### The input

________________________

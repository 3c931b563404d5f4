//! Media metadata for source files.
//!
//! Probes files with ffprobe and exposes the few facts the scheduler needs:
//! runtime and size for progress estimation, codec and dimensions for rule
//! matching, and the stream list for automatic stream mapping.

use serde::{Deserialize, Serialize};
use std::path::{Path, PathBuf};
use std::process::Command;
use thiserror::Error;
use transcode_queue_config::Profile;

/// Error type for probe operations.
#[derive(Debug, Error)]
pub enum ProbeError {
    /// ffprobe command failed to execute.
    #[error("ffprobe failed: {0}")]
    FfprobeFailed(String),

    /// Failed to parse ffprobe JSON output.
    #[error("Failed to parse ffprobe output: {0}")]
    ParseError(String),

    /// IO error during probe.
    #[error("IO error: {0}")]
    Io(#[from] std::io::Error),
}

/// Kind of elementary stream inside a container.
#[derive(Debug, Clone, Copy, PartialEq, Eq, Serialize, Deserialize)]
#[serde(rename_all = "snake_case")]
pub enum StreamKind {
    Video,
    Audio,
    Subtitle,
}

/// One stream as reported by ffprobe.
#[derive(Debug, Clone, PartialEq, Serialize, Deserialize)]
pub struct StreamInfo {
    /// Absolute stream index inside the container.
    pub index: u32,
    pub kind: StreamKind,
    pub codec_name: String,
    /// ISO 639 language tag, if the container carries one.
    pub language: Option<String>,
}

/// Metadata about a source file.
#[derive(Debug, Clone, PartialEq, Serialize, Deserialize)]
pub struct MediaInfo {
    pub path: PathBuf,
    /// Codec of the first video stream.
    pub vcodec: String,
    pub width: u32,
    pub height: u32,
    /// Whole seconds; 0 when the container does not report a duration.
    pub runtime_secs: u64,
    pub filesize_bytes: u64,
    pub fps: f32,
    pub streams: Vec<StreamInfo>,
}

impl MediaInfo {
    /// A file is usable only if it carries at least one video stream.
    pub fn is_valid(&self) -> bool {
        self.streams.iter().any(|s| s.kind == StreamKind::Video)
    }

    fn streams_of(&self, kind: StreamKind) -> impl Iterator<Item = &StreamInfo> {
        self.streams.iter().filter(move |s| s.kind == kind)
    }

    /// More than one audio track, or any subtitles.
    pub fn is_multistream(&self) -> bool {
        self.streams_of(StreamKind::Audio).count() > 1
            || self.streams_of(StreamKind::Subtitle).count() > 0
    }

    /// Builds `-map 0:<index>` arguments selecting the first video stream and
    /// the audio/subtitle streams whose language the profile asks for.
    ///
    /// An empty language list keeps every stream of that kind. Streams
    /// without a language tag are kept only when the list is empty.
    pub fn ffmpeg_stream_map(&self, profile: &Profile) -> Vec<String> {
        let mut args = Vec::new();

        if let Some(video) = self.streams_of(StreamKind::Video).next() {
            args.push("-map".to_string());
            args.push(format!("0:{}", video.index));
        }

        let selected = |kind: StreamKind, langs: &[String]| -> Vec<u32> {
            self.streams_of(kind)
                .filter(|s| {
                    langs.is_empty()
                        || s.language
                            .as_deref()
                            .map(|l| langs.iter().any(|want| want.eq_ignore_ascii_case(l)))
                            .unwrap_or(false)
                })
                .map(|s| s.index)
                .collect()
        };

        for index in selected(StreamKind::Audio, profile.audio_languages.as_slice())
            .into_iter()
            .chain(selected(StreamKind::Subtitle, profile.subtitle_languages.as_slice()))
        {
            args.push("-map".to_string());
            args.push(format!("0:{}", index));
        }

        args
    }
}

/// Raw ffprobe JSON structures for parsing.
mod ffprobe_json {
    use serde::Deserialize;
    use std::collections::HashMap;

    #[derive(Debug, Deserialize)]
    pub struct FfprobeOutput {
        pub streams: Option<Vec<Stream>>,
        pub format: Option<Format>,
    }

    #[derive(Debug, Deserialize)]
    pub struct Stream {
        pub index: Option<u32>,
        pub codec_type: Option<String>,
        pub codec_name: Option<String>,
        pub width: Option<u32>,
        pub height: Option<u32>,
        pub avg_frame_rate: Option<String>,
        pub tags: Option<HashMap<String, String>>,
    }

    #[derive(Debug, Deserialize)]
    pub struct Format {
        pub duration: Option<String>,
        pub size: Option<String>,
    }
}

/// Probes a media file using ffprobe.
///
/// Runs `<ffprobe> -v quiet -print_format json -show_streams -show_format <path>`
/// and parses the JSON output.
pub fn probe_file(ffprobe: &Path, path: &Path) -> Result<MediaInfo, ProbeError> {
    let output = Command::new(ffprobe)
        .args([
            "-v",
            "quiet",
            "-print_format",
            "json",
            "-show_streams",
            "-show_format",
        ])
        .arg(path)
        .output()?;

    if !output.status.success() {
        let stderr = String::from_utf8_lossy(&output.stderr);
        return Err(ProbeError::FfprobeFailed(format!(
            "ffprobe exited with status {}: {}",
            output.status,
            stderr.trim()
        )));
    }

    let stdout = String::from_utf8_lossy(&output.stdout);
    parse_ffprobe_output(path, &stdout)
}

/// Parses `"30000/1001"` style rates.
fn parse_frame_rate(rate: &str) -> f32 {
    match rate.split_once('/') {
        Some((num, den)) => {
            let num = num.parse::<f32>().unwrap_or(0.0);
            let den = den.parse::<f32>().unwrap_or(0.0);
            if den > 0.0 {
                num / den
            } else {
                0.0
            }
        }
        None => rate.parse::<f32>().unwrap_or(0.0),
    }
}

/// Parses ffprobe JSON output into a MediaInfo.
pub fn parse_ffprobe_output(path: &Path, json_str: &str) -> Result<MediaInfo, ProbeError> {
    let ffprobe: ffprobe_json::FfprobeOutput =
        serde_json::from_str(json_str).map_err(|e| ProbeError::ParseError(e.to_string()))?;

    let raw_streams = ffprobe.streams.unwrap_or_default();
    let format = ffprobe.format.ok_or_else(|| {
        ProbeError::ParseError("Missing format information in ffprobe output".to_string())
    })?;

    let mut info = MediaInfo {
        path: path.to_path_buf(),
        vcodec: String::new(),
        width: 0,
        height: 0,
        runtime_secs: 0,
        filesize_bytes: 0,
        fps: 0.0,
        streams: Vec::new(),
    };

    for (position, stream) in raw_streams.into_iter().enumerate() {
        let kind = match stream.codec_type.as_deref().unwrap_or("") {
            "video" => StreamKind::Video,
            "audio" => StreamKind::Audio,
            "subtitle" => StreamKind::Subtitle,
            _ => continue,
        };
        let codec_name = stream.codec_name.clone().unwrap_or_default();

        // first video stream wins
        if kind == StreamKind::Video && info.vcodec.is_empty() {
            info.vcodec = codec_name.clone();
            info.width = stream.width.unwrap_or(0);
            info.height = stream.height.unwrap_or(0);
            info.fps = stream
                .avg_frame_rate
                .as_deref()
                .map(parse_frame_rate)
                .unwrap_or(0.0);
        }

        let language = stream
            .tags
            .as_ref()
            .and_then(|tags| tags.get("language").cloned());

        info.streams.push(StreamInfo {
            index: stream.index.unwrap_or(position as u32),
            kind,
            codec_name,
            language,
        });
    }

    info.runtime_secs = format
        .duration
        .as_ref()
        .and_then(|d| d.parse::<f64>().ok())
        .map(|d| d.max(0.0) as u64)
        .unwrap_or(0);

    info.filesize_bytes = format
        .size
        .as_ref()
        .and_then(|s| s.parse::<u64>().ok())
        .unwrap_or(0);

    Ok(info)
}

#[cfg(test)]
mod tests {
    use super::*;
    use transcode_queue_config::ProcessorKind;

    const FFPROBE_JSON: &str = r#"{
        "streams": [
            {"index": 0, "codec_type": "video", "codec_name": "h264", "width": 1920, "height": 1080, "avg_frame_rate": "24000/1001"},
            {"index": 1, "codec_type": "audio", "codec_name": "ac3", "tags": {"language": "eng"}},
            {"index": 2, "codec_type": "audio", "codec_name": "aac", "tags": {"language": "ita"}},
            {"index": 3, "codec_type": "subtitle", "codec_name": "subrip", "tags": {"language": "eng"}},
            {"index": 4, "codec_type": "data", "codec_name": "bin_data"}
        ],
        "format": {"duration": "5423.120000", "size": "4200000000"}
    }"#;

    fn probe() -> MediaInfo {
        parse_ffprobe_output(Path::new("/media/film.mkv"), FFPROBE_JSON).expect("valid json")
    }

    #[test]
    fn test_parse_ffprobe_output() {
        let info = probe();

        assert_eq!(info.vcodec, "h264");
        assert_eq!(info.width, 1920);
        assert_eq!(info.height, 1080);
        assert_eq!(info.runtime_secs, 5423);
        assert_eq!(info.filesize_bytes, 4_200_000_000);
        assert!((info.fps - 23.976).abs() < 0.01);
        // data stream is dropped
        assert_eq!(info.streams.len(), 4);
        assert_eq!(info.streams[2].language.as_deref(), Some("ita"));
        assert!(info.is_valid());
        assert!(info.is_multistream());
    }

    #[test]
    fn test_parse_missing_format_is_error() {
        let result = parse_ffprobe_output(Path::new("/x.mkv"), r#"{"streams": []}"#);
        assert!(matches!(result, Err(ProbeError::ParseError(_))));
    }

    #[test]
    fn test_audio_only_is_invalid() {
        let json = r#"{
            "streams": [{"index": 0, "codec_type": "audio", "codec_name": "flac"}],
            "format": {"duration": "200.0", "size": "30000000"}
        }"#;
        let info = parse_ffprobe_output(Path::new("/music.flac"), json).unwrap();
        assert!(!info.is_valid());
        assert!(!info.is_multistream());
    }

    #[test]
    fn test_stream_map_all_languages_when_unfiltered() {
        let profile = Profile::new("hevc", ProcessorKind::Ffmpeg, ".mkv");
        let args = probe().ffmpeg_stream_map(&profile);
        assert_eq!(
            args,
            vec!["-map", "0:0", "-map", "0:1", "-map", "0:2", "-map", "0:3"]
        );
    }

    #[test]
    fn test_stream_map_filters_languages() {
        let mut profile = Profile::new("hevc", ProcessorKind::Ffmpeg, ".mkv");
        profile.audio_languages = vec!["ITA".to_string()];
        profile.subtitle_languages = vec!["fre".to_string()];

        let args = probe().ffmpeg_stream_map(&profile);
        assert_eq!(args, vec!["-map", "0:0", "-map", "0:2"]);
    }

    #[test]
    fn test_parse_frame_rate() {
        assert!((parse_frame_rate("25/1") - 25.0).abs() < f32::EPSILON);
        assert_eq!(parse_frame_rate("0/0"), 0.0);
        assert!((parse_frame_rate("29.97") - 29.97).abs() < 0.001);
    }
}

________________________

### What the task asks
Begin with the first line of the listing above and write out each line exactly, ending with the line that contains "pub enum ProbeError".

### Exercise solution
repository 3c931b563404d5f4
//! Media metadata for source files.
//!
//! Probes files with ffprobe and exposes the few facts the scheduler needs:
//! runtime and size for progress estimation, codec and dimensions for rule
//! matching, and the stream list for automatic stream mapping.

use serde::{Deserialize, Serialize};
use std::path::{Path, PathBuf};
use std::process::Command;
use thiserror::Error;
use transcode_queue_config::Profile;

/// Error type for probe operations.
#[derive(Debug, Error)]
pub enum ProbeError {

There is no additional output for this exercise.